● **Directions for this task**
All lines with the word "text" must be pulled from the entries below.

(Materials provided Opens)

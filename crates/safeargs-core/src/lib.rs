//! PHP class generation from a declarative request-argument schema.
//!
//! This crate turns a YAML schema of per-page argument declarations into PHP
//! source text. Each schema entry `Root` yields two classes:
//!
//! - `RootArg` — a constants holder mapping logical argument names to the raw
//!   key strings used to index the request superglobal, and
//! - `RootArgs` — a data-binding class whose zero-parameter constructor reads
//!   `$_GET`/`$_POST` (selected by the entry's `method` tag), `die()`s when a
//!   required key is absent, coerces types, and assigns the values to public
//!   properties.
//!
//! Generation is a one-shot, deterministic transformation: schema text is
//! parsed into a document, resolved into descriptors, and rendered to class
//! text. Any failure aborts the whole run before output is produced.

mod block;
mod constructor;
mod descriptor;
mod emit;
mod error;
mod generate;
mod ident;
mod schema;

pub use block::ConditionalBlock;
pub use constructor::assemble_constructor;
pub use descriptor::{ArgDescriptor, ResolvedEntry, resolve_schema};
pub use emit::ClassUnit;
pub use error::{GenerateError, GenerateResult};
pub use generate::{generate, generate_entry, generate_table};
pub use ident::{constant_name, field_name};
pub use schema::{
    ArgSpec, EntryBody, SchemaDoc, StructuredSpec, TableDoc, parse_schema, parse_table,
};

(Materials provided Closes)

● **Exercise result**
//! source text. Each schema entry `Root` yields two classes:
//! Generation is a one-shot, deterministic transformation: schema text is
//! text. Any failure aborts the whole run before output is produced.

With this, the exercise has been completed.